物語は、この<阿弥陀堂だより>を随所にちりばめながら、孝夫と美智子の夫婦を中心に、オウメさんや病気で声が出せなくなった少女小百合、孝夫の恩師である幸田夫妻などの関係の中で進行していきます。
『阿弥陀堂だより』には、ぼくが思うところの映画的なおもしろさはほとんどありませんでしたし、この種の都合のよい物語にも、正直辟易します。にもかかわらず感動してしまったのは、途中のオウメさんのこんなセリフのせいかもしれません。
わしゃあこの歳まで生きて来ると、いい話だけを聞きてえであります。たいていのせつねえ話は聞き飽きたもんでありますからなあ
まさしくこの映画、さらに原作である『阿弥陀堂だより』はいい話なのです。こんな話を、オウメさんは聞きたかったのではないでしょうか。

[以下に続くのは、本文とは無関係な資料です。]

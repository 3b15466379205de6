use crate::{ModelResponse, ModelUsage, PartialModelResponse};

/// Manages the accumulation of text deltas for streaming responses
#[derive(Debug, Clone, Default)]
pub struct StreamAccumulator {
    text: String,
    /// Accumulated usage statistics
    accumulated_usage: Option<ModelUsage>,
}

impl StreamAccumulator {
    /// Creates a new `StreamAccumulator`
    #[must_use]
    pub fn new() -> Self {
        Self::default()
    }

    /// Adds a partial response to the accumulator and returns the text delta
    /// it carried, if any.
    pub fn add_partial(&mut self, partial: PartialModelResponse) -> Option<String> {
        if let Some(usage) = partial.usage {
            self.accumulated_usage
                .get_or_insert_with(ModelUsage::default)
                .add(&usage);
        }
        let delta = partial.delta.filter(|delta| !delta.is_empty())?;
        self.text.push_str(&delta);
        Some(delta)
    }

    /// Text accumulated so far
    #[must_use]
    pub fn text(&self) -> &str {
        &self.text
    }

    /// Checks if the accumulator has any text
    #[must_use]
    pub fn is_empty(&self) -> bool {
        self.text.is_empty()
    }

    /// Computes the final response from accumulated deltas
    #[must_use]
    pub fn compute_response(self) -> ModelResponse {
        ModelResponse {
            text: self.text,
            usage: self.accumulated_usage,
        }
    }
}
//! L3 Molecular Layer: Eased nudge transition
//!
//! Combines easing and timing atoms into the state of a single in-flight
//! nudge. The engine owns at most one of these at a time.

use std::time::Duration;

use super::easing::ease_in_out_cubic;
use super::timing::{lerp, progress};

/// A bounded-duration transition between two offsets
#[derive(Debug, Clone, PartialEq)]
pub struct NudgeAnimation {
    /// Offset when the nudge was issued
    pub start_offset: f64,
    /// Wrap-normalized destination
    pub target_offset: f64,
    /// Timestamp of the first frame, set lazily
    pub start_time: Option<Duration>,
    pub duration: Duration,
}

/// Interpolated position for one frame
#[derive(Debug, Clone, Copy, PartialEq)]
pub struct NudgeSample {
    /// Un-wrapped position for this frame
    pub offset: f64,
    /// True once the full duration has elapsed
    pub finished: bool,
}

impl NudgeAnimation {
    pub fn new(start_offset: f64, target_offset: f64, duration: Duration) -> Self {
        Self {
            start_offset,
            target_offset,
            start_time: None,
            duration,
        }
    }

    /// Advance to the frame at `now`
    ///
    /// The first call pins the start time, so the first frame always
    /// samples the start offset.
    pub fn sample(&mut self, now: Duration) -> NudgeSample {
        let start = *self.start_time.get_or_insert(now);
        let t = progress(now.saturating_sub(start), self.duration);
        NudgeSample {
            offset: lerp(self.start_offset, self.target_offset, ease_in_out_cubic(t)),
            finished: t >= 1.0,
        }
    }
}

#[cfg(test)]
mod tests {
    use super::*;

    fn ms(v: u64) -> Duration {
        Duration::from_millis(v)
    }

    #[test]
    fn test_first_frame_starts_at_origin() {
        let mut anim = NudgeAnimation::new(100.0, 220.0, ms(280));
        let sample = anim.sample(ms(5000));
        assert_eq!(sample.offset, 100.0);
        assert!(!sample.finished);
        assert_eq!(anim.start_time, Some(ms(5000)));
    }

    #[test]
    fn test_midpoint_is_half_way() {
        let mut anim = NudgeAnimation::new(0.0, 120.0, ms(280));
        anim.sample(ms(0));
        let sample = anim.sample(ms(140));
        assert!((sample.offset - 60.0).abs() < 1e-9);
    }

    #[test]
    fn test_finishes_exactly_on_target() {
        let mut anim = NudgeAnimation::new(-40.0, 80.0, ms(280));
        anim.sample(ms(10));
        let sample = anim.sample(ms(290));
        assert!(sample.finished);
        assert!((sample.offset - 80.0).abs() < 1e-9);
    }

    #[test]
    fn test_zero_duration_finishes_immediately() {
        let mut anim = NudgeAnimation::new(0.0, 50.0, Duration::ZERO);
        let sample = anim.sample(ms(3));
        assert!(sample.finished);
        assert_eq!(sample.offset, 50.0);
    }
}
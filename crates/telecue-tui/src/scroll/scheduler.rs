//! L4 Atomic Layer: Frame and timer scheduling port
//!
//! The engine never reads a wall clock. It registers interest in the next
//! frame or in a timer and gets handed a [`Wakeup`] when the driver pumps
//! it with the current session time. [`TimerQueue`] is the deterministic
//! implementation used both by the terminal loop and by tests.

use std::collections::VecDeque;
use std::time::Duration;

/// Handle of a registered frame request or timer
#[derive(Debug, Clone, Copy, PartialEq, Eq, Hash, PartialOrd, Ord)]
pub struct TaskId(u64);

/// A registration that has come due
#[derive(Debug, Clone, Copy, PartialEq, Eq)]
pub enum Wakeup {
    /// Frame callback, `at` is the frame timestamp
    Frame { id: TaskId, at: Duration },
    /// Timeout or interval tick, `at` is its scheduled deadline
    Timer { id: TaskId, at: Duration },
}

/// Scheduling port used by the scroll engine
pub trait Scheduler {
    /// Current time as last observed by the scheduler
    fn now(&self) -> Duration;

    /// Ask for a callback on the next frame
    fn request_frame(&mut self) -> TaskId;

    /// One-shot timer firing `delay` after [`Scheduler::now`]
    fn set_timeout(&mut self, delay: Duration) -> TaskId;

    /// Periodic timer, first tick one `period` after [`Scheduler::now`]
    fn set_interval(&mut self, period: Duration) -> TaskId;

    /// Drop a registration. Cancelled tasks are never returned again.
    fn cancel(&mut self, id: TaskId);

    /// Pop the next registration due at or before `now`
    fn next_due(&mut self, now: Duration) -> Option<Wakeup>;

    /// True when nothing is registered
    fn is_idle(&self) -> bool;
}

#[derive(Debug, Clone)]
struct Timer {
    id: TaskId,
    deadline: Duration,
    period: Option<Duration>,
}

/// Deterministic scheduler driven by explicit timestamps
///
/// Timers fire in deadline order and are dispatched at their own deadline,
/// so a coarse pump still observes every interval tick at the right time.
/// A frame requested while frames are being dispatched waits for the next
/// frame timestamp.
#[derive(Debug, Default)]
pub struct TimerQueue {
    next_id: u64,
    clock: Duration,
    timers: Vec<Timer>,
    /// Requested frames waiting for the next frame timestamp
    pending_frames: Vec<TaskId>,
    /// Frames being dispatched for `last_frame`
    due_frames: VecDeque<TaskId>,
    last_frame: Option<Duration>,
}

impl TimerQueue {
    pub fn new() -> Self {
        Self::default()
    }

    fn allocate(&mut self) -> TaskId {
        self.next_id += 1;
        TaskId(self.next_id)
    }

    /// Number of live registrations
    pub fn pending(&self) -> usize {
        self.timers.len() + self.pending_frames.len() + self.due_frames.len()
    }

    fn pop_timer(&mut self, now: Duration) -> Option<Wakeup> {
        let index = self
            .timers
            .iter()
            .enumerate()
            .filter(|(_, t)| t.deadline <= now)
            .min_by_key(|(_, t)| (t.deadline, t.id))
            .map(|(i, _)| i)?;

        let deadline = self.timers[index].deadline;
        let id = self.timers[index].id;
        match self.timers[index].period {
            Some(period) => self.timers[index].deadline = deadline + period,
            None => {
                self.timers.swap_remove(index);
            }
        }
        self.clock = self.clock.max(deadline);
        Some(Wakeup::Timer { id, at: deadline })
    }
}

impl Scheduler for TimerQueue {
    fn now(&self) -> Duration {
        self.clock
    }

    fn request_frame(&mut self) -> TaskId {
        let id = self.allocate();
        self.pending_frames.push(id);
        id
    }

    fn set_timeout(&mut self, delay: Duration) -> TaskId {
        let id = self.allocate();
        self.timers.push(Timer {
            id,
            deadline: self.clock + delay,
            period: None,
        });
        id
    }

    fn set_interval(&mut self, period: Duration) -> TaskId {
        // A zero period would never let the clock advance
        let period = period.max(Duration::from_millis(1));
        let id = self.allocate();
        self.timers.push(Timer {
            id,
            deadline: self.clock + period,
            period: Some(period),
        });
        id
    }

    fn cancel(&mut self, id: TaskId) {
        self.timers.retain(|t| t.id != id);
        self.pending_frames.retain(|f| *f != id);
        self.due_frames.retain(|f| *f != id);
    }

    fn next_due(&mut self, now: Duration) -> Option<Wakeup> {
        if let Some(wakeup) = self.pop_timer(now) {
            return Some(wakeup);
        }
        self.clock = self.clock.max(now);

        let frame_time = self.clock;
        if self.due_frames.is_empty()
            && !self.pending_frames.is_empty()
            && self.last_frame.map_or(true, |last| frame_time > last)
        {
            self.due_frames.extend(self.pending_frames.drain(..));
            self.last_frame = Some(frame_time);
        }

        let id = self.due_frames.pop_front()?;
        Some(Wakeup::Frame {
            id,
            at: self.last_frame.unwrap_or(frame_time),
        })
    }

    fn is_idle(&self) -> bool {
        self.pending() == 0
    }
}

#[cfg(test)]
mod tests {
    use super::*;

    fn ms(v: u64) -> Duration {
        Duration::from_millis(v)
    }

    fn drain(queue: &mut TimerQueue, now: Duration) -> Vec<Wakeup> {
        std::iter::from_fn(|| queue.next_due(now)).collect()
    }

    #[test]
    fn test_timeout_fires_once_at_deadline() {
        let mut queue = TimerQueue::new();
        let id = queue.set_timeout(ms(260));

        assert!(drain(&mut queue, ms(259)).is_empty());
        assert_eq!(drain(&mut queue, ms(300)), vec![Wakeup::Timer { id, at: ms(260) }]);
        assert!(drain(&mut queue, ms(1000)).is_empty());
        assert!(queue.is_idle());
    }

    #[test]
    fn test_interval_catches_up_in_order() {
        let mut queue = TimerQueue::new();
        let id = queue.set_interval(ms(180));

        let fired: Vec<Duration> = drain(&mut queue, ms(700))
            .into_iter()
            .map(|w| match w {
                Wakeup::Timer { id: fired, at } => {
                    assert_eq!(fired, id);
                    at
                }
                other => panic!("unexpected {:?}", other),
            })
            .collect();
        assert_eq!(fired, vec![ms(180), ms(360), ms(540)]);
        assert_eq!(queue.now(), ms(700));
    }

    #[test]
    fn test_timer_armed_during_dispatch_uses_dispatch_time() {
        let mut queue = TimerQueue::new();
        queue.set_timeout(ms(260));

        assert!(matches!(queue.next_due(ms(700)), Some(Wakeup::Timer { .. })));
        assert_eq!(queue.now(), ms(260));
        queue.set_interval(ms(180));

        let ticks = drain(&mut queue, ms(700));
        let times: Vec<Duration> = ticks
            .iter()
            .map(|w| match w {
                Wakeup::Timer { at, .. } => *at,
                Wakeup::Frame { at, .. } => *at,
            })
            .collect();
        assert_eq!(times, vec![ms(440), ms(620)]);
    }

    #[test]
    fn test_cancelled_timer_never_fires() {
        let mut queue = TimerQueue::new();
        let id = queue.set_interval(ms(10));
        queue.cancel(id);
        assert!(drain(&mut queue, ms(1000)).is_empty());
        assert!(queue.is_idle());
    }

    #[test]
    fn test_frame_requested_during_frame_waits_for_next() {
        let mut queue = TimerQueue::new();
        let first = queue.request_frame();

        assert_eq!(queue.next_due(ms(16)), Some(Wakeup::Frame { id: first, at: ms(16) }));
        let second = queue.request_frame();
        assert_eq!(queue.next_due(ms(16)), None);
        assert_eq!(queue.next_due(ms(32)), Some(Wakeup::Frame { id: second, at: ms(32) }));
    }

    #[test]
    fn test_cancel_due_frame() {
        let mut queue = TimerQueue::new();
        let a = queue.request_frame();
        let b = queue.request_frame();

        assert_eq!(queue.next_due(ms(16)), Some(Wakeup::Frame { id: a, at: ms(16) }));
        queue.cancel(b);
        assert_eq!(queue.next_due(ms(16)), None);
    }

    #[test]
    fn test_timers_before_frames() {
        let mut queue = TimerQueue::new();
        let frame = queue.request_frame();
        let timer = queue.set_timeout(ms(5));

        assert_eq!(queue.next_due(ms(16)), Some(Wakeup::Timer { id: timer, at: ms(5) }));
        assert_eq!(queue.next_due(ms(16)), Some(Wakeup::Frame { id: frame, at: ms(16) }));
    }
}
use std::path::Path;

use anyhow::Result;

use telecue_core::AppConfig;

pub fn path(config_path: &Path) -> Result<()> {
    println!("{}", config_path.display());
    Ok(())
}

/// Write a configuration file with every default spelled out
pub fn init(config_path: &Path, force: bool) -> Result<()> {
    if config_path.exists() && !force {
        println!("Configuration already exists at {}", config_path.display());
        println!("\nTo overwrite it with defaults, run:");
        println!("  telecue config init --force");
        return Ok(());
    }

    AppConfig::default().save_to(config_path)?;
    println!("Wrote default configuration to {}", config_path.display());
    Ok(())
}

「阿弥陀堂だより」というタイトルを聞いたとき、もっと別の、南無阿弥陀仏を唱えて浄土を想い焦がれている人々の話を勝手に想像していました。実際には映画中に浄土教を意識するような科白はほとんどなかったので、オウメさんの浄土に対する態度が不鮮明だったのですが、原作を読んでみたところ、次のような阿弥陀堂だよりが載っていました。
<阿弥陀堂だより>
南無阿弥陀仏さえ唱えていりゃあ極楽浄土へ行けるだと子供の頃にお祖母さんから教わりましたがな、わしゃあ極楽浄土なんぞなくてもいいと思っているでありますよ。南無阿弥陀仏を唱えりゃあ、木だの草だの風だのになっちまった気がして、そういうもんとおなじに生かされているだと感じて、落ち着くでありますよ。だから死ぬのも安心で、ちっともおっかなくねえでありますよ
やっぱ妙好人だ。
夫婦が渓流で釣り上げた一匹のイワナを囲炉裏で焼いて食べ、その残りをお椀に入れて熱燗を注ぎ「骨酒だ」と言って飲むシーンがあるのですが、それが絵に描いたような幸せに映りまして。酒もうまそうだし、今どき囲炉裏のある家で、妻と二人で釣った魚を焼いて食べるって。おいおい、って感じでしょう。羨ましすぎる。
そのように幸せの映画であるにも関わらず、映画を観終えてぼくの心に残っていたのは、孝夫が感じていた惑いについてです。映画自体は最終的にはハッピーエンドですから、そこらへんのところはうやむやになっているというか、解消されている形になっているのですが、不惑を過ぎて尚惑いを感じる孝夫を見ていると、将来の自分を見ているようで、不安になります。
ぼくはまだまだ若いですし、孝夫の年齢の惑いをそのままリアルに実感することは出来ません。しかし、現在ぼくが感じているこの惑いも、年と共に消えていくだろうという漠然とした期待があるからこそ耐えられるわけで、この惑いが永遠に続くとなると、そこに残るのは人生に対する絶望だけです。ちょいと大げさではありますが。
あるいは現在のこの惑いも、いつかは別の惑いによって消え去る時が来るのかと思えば、それはそれで安心ではありますけれど、その後にまた別の惑いに苦しむことは必定であり、結局惑いが消えることはないわけです。
年齢にも関わらず未だ而立せず、にもかかわらず不惑を望むとは、身の程を知らぬとはこのことかもしれません。惑うこと自体を苦しみと考えなければよいのでしょうが、それも儘ならず、駅から自宅までの帰り道を、惑い、迷い、苦しみながら歩く日々でございます。いつかは不惑を迎えることを夢見て。
<阿弥陀堂だより>
お盆になると亡くなった人たちが阿弥陀堂にたくさんやってきます。迎え火を焚いてお迎えし、眠くなるまで話をします。話しているうちに、自分がこの世の者なのか、あの世の者なのか分からなくなります。もう少し若かった頃はこんなことはなかったのです。怖くはありません。夢のようで、このまま醒めなければいいと思ったりします。